- Problem to work on
Each line in the records that mentions the word "OnceLock" needs to be listed.

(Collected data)
+ + +
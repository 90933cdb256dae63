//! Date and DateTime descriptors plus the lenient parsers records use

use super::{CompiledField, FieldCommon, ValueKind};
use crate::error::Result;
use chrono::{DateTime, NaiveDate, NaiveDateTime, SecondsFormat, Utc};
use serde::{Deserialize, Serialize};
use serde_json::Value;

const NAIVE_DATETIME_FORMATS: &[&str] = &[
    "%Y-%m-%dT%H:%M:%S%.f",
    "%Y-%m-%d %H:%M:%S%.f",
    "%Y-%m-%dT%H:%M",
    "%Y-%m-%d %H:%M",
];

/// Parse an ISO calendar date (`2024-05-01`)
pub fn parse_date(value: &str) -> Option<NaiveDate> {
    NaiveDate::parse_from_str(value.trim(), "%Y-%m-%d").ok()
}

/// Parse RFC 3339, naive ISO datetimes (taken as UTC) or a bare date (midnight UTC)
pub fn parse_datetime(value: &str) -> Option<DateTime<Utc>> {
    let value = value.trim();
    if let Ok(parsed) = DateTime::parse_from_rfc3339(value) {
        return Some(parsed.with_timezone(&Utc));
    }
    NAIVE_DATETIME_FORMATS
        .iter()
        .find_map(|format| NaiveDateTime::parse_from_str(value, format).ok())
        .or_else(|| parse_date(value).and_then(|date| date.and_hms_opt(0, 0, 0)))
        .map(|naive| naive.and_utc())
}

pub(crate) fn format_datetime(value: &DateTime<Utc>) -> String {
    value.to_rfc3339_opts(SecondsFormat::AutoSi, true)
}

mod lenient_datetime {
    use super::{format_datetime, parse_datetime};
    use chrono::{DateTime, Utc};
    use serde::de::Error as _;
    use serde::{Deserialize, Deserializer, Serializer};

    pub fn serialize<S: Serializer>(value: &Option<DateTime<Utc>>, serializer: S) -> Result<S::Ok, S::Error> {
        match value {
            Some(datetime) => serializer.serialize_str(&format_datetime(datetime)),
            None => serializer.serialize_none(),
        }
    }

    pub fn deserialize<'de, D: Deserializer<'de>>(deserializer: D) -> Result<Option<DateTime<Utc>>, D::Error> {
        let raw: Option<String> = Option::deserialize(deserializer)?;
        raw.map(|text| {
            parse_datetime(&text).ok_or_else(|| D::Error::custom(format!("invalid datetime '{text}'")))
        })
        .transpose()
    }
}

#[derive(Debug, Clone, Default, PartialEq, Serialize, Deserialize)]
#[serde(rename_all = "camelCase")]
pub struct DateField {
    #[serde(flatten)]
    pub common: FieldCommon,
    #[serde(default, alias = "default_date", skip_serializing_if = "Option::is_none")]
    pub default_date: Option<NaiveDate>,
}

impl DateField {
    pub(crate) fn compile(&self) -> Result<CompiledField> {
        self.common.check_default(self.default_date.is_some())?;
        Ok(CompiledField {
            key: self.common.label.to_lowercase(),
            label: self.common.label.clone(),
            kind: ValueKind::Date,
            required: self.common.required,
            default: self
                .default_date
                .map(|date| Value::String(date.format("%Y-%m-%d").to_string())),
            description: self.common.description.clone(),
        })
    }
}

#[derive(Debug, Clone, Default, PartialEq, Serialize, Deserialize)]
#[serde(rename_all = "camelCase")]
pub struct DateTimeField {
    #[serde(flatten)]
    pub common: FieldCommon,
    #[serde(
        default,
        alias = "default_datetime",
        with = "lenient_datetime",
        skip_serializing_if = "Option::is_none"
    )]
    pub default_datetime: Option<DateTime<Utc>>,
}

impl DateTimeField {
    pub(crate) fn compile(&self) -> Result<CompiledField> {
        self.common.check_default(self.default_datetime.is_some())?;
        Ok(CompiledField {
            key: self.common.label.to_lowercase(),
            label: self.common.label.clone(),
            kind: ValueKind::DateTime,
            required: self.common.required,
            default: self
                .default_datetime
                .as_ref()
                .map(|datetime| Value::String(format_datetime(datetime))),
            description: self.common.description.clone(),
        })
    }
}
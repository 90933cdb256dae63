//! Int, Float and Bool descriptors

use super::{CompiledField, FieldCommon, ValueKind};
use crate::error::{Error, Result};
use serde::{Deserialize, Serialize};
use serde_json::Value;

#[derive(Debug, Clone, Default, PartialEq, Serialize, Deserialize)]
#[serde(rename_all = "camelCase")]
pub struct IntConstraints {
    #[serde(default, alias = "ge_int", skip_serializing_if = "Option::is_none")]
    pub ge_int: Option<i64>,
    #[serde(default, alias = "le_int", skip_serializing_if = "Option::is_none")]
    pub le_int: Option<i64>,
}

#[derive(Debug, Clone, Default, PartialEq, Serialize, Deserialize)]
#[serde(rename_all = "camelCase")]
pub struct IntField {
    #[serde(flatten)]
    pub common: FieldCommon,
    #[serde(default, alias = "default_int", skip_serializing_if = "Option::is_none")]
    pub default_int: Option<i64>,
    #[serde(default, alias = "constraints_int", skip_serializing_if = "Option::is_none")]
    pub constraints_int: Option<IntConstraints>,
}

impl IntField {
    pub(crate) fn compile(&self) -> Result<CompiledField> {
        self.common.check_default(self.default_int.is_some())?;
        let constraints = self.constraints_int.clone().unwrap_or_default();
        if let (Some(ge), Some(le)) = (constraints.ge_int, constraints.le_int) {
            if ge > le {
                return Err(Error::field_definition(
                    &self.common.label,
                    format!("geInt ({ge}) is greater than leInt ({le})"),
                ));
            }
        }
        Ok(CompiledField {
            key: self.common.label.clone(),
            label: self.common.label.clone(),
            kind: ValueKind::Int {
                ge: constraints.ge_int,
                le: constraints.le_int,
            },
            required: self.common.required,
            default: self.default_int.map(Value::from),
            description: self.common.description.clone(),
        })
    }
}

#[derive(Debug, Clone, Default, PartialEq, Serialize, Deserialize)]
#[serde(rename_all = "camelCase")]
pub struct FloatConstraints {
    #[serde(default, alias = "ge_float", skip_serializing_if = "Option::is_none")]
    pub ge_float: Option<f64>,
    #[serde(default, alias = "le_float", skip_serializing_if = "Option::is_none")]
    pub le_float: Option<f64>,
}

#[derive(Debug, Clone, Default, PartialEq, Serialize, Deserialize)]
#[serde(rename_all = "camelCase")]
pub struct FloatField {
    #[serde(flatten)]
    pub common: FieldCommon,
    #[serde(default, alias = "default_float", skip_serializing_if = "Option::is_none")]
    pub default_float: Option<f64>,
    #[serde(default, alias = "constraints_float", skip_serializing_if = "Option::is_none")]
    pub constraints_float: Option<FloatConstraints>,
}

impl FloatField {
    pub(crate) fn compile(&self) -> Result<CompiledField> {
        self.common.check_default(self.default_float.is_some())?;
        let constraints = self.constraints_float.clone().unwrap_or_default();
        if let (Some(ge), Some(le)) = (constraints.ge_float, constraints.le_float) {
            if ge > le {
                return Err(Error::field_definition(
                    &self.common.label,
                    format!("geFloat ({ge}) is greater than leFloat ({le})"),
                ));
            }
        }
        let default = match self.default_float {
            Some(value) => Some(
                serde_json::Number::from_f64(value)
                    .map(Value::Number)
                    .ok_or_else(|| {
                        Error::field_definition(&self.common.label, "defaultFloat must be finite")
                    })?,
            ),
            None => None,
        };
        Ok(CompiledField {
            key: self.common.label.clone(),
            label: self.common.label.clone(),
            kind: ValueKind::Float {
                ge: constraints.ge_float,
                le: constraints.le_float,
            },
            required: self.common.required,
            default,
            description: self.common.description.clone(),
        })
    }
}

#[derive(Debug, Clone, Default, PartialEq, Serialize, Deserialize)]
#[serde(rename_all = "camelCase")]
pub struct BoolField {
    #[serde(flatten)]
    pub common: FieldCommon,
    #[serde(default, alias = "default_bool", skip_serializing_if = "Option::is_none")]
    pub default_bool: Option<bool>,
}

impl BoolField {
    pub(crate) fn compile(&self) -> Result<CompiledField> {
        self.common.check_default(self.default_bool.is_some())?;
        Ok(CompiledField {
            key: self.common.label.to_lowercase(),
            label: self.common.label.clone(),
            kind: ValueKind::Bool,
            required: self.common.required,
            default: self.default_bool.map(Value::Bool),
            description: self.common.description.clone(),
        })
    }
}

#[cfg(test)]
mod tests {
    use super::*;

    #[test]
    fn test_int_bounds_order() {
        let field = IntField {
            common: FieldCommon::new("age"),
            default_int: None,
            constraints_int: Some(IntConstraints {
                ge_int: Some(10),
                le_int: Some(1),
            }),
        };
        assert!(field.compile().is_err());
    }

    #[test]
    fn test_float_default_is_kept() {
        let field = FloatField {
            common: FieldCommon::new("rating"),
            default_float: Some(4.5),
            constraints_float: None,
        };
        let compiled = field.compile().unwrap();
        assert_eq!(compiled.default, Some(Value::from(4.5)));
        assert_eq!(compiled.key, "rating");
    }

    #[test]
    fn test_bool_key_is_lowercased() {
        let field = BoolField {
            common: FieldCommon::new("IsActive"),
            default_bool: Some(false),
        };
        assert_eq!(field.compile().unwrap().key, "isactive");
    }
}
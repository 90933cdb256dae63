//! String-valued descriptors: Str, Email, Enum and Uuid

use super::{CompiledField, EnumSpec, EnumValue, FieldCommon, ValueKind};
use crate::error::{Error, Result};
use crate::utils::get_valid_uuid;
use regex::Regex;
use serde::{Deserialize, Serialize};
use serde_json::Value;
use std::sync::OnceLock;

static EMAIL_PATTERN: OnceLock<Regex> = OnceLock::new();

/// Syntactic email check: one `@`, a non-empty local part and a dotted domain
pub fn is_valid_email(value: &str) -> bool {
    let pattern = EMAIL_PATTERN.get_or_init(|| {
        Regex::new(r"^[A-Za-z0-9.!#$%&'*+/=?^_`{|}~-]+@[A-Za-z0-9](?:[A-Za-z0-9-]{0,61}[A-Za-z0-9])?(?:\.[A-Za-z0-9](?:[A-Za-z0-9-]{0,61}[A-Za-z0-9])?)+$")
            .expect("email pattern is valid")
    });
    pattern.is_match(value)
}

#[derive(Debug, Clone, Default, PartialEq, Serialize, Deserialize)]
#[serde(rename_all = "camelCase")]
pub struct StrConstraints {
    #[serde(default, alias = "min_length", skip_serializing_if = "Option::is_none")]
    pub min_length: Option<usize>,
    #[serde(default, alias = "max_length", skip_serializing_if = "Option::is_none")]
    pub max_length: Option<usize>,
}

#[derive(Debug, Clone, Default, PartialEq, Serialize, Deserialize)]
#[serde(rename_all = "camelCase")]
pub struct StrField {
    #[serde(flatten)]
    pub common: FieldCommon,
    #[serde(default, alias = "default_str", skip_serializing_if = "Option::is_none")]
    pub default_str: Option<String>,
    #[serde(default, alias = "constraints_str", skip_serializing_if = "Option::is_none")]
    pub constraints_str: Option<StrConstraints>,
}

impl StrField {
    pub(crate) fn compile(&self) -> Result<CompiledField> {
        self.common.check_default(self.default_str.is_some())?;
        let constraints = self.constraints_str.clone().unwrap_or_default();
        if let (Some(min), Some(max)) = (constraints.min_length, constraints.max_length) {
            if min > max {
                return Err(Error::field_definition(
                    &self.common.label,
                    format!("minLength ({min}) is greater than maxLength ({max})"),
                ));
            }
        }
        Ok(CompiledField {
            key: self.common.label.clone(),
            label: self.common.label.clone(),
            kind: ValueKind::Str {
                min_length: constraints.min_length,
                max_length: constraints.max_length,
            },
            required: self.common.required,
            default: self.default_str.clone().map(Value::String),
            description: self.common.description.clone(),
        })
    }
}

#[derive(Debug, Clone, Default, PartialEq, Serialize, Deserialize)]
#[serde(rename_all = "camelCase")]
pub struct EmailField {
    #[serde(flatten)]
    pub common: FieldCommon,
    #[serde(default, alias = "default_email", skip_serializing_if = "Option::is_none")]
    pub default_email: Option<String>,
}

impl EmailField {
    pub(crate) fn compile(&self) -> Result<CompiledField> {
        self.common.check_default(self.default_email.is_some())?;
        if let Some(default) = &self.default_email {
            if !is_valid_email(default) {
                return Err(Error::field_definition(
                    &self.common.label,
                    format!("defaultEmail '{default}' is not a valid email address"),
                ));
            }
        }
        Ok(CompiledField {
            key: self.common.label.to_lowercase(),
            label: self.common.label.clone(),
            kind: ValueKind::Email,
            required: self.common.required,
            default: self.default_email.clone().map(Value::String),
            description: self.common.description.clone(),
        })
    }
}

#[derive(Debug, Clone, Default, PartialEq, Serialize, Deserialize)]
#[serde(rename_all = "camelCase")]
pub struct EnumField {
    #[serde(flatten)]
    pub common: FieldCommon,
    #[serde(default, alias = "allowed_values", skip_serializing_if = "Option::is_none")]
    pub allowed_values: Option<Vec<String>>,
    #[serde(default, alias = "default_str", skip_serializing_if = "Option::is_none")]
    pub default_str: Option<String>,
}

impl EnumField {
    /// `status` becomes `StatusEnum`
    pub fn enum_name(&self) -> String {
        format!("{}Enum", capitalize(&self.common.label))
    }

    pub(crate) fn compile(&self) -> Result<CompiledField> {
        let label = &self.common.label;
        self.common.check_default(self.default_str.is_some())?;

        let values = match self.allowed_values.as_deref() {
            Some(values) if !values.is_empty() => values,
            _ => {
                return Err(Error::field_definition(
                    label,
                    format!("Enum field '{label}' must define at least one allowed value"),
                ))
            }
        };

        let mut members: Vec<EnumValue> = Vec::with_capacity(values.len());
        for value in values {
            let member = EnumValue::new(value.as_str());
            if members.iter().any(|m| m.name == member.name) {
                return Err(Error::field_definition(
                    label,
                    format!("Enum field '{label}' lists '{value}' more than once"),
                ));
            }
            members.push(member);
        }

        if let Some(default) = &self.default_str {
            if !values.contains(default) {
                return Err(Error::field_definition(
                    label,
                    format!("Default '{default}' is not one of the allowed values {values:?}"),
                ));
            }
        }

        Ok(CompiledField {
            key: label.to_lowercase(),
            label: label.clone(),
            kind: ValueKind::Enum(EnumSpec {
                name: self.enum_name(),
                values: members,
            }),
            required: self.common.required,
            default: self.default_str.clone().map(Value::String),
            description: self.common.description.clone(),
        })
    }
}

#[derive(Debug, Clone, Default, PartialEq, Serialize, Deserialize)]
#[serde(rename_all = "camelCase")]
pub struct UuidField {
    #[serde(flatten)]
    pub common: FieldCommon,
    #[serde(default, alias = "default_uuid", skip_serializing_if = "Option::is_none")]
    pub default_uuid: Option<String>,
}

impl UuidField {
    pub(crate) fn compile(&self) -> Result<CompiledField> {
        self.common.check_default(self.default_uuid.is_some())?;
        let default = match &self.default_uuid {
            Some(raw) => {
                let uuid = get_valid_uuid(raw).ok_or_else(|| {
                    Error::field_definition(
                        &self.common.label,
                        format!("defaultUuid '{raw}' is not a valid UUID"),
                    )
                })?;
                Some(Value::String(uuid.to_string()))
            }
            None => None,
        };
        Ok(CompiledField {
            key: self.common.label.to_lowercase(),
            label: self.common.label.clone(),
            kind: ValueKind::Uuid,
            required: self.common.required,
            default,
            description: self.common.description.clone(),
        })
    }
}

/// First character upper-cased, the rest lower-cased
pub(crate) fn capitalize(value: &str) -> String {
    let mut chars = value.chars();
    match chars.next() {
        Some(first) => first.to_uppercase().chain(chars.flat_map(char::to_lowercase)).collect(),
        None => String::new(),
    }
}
+ + +
- Answer to this exercise
use std::sync::OnceLock;
static EMAIL_PATTERN: OnceLock<Regex> = OnceLock::new();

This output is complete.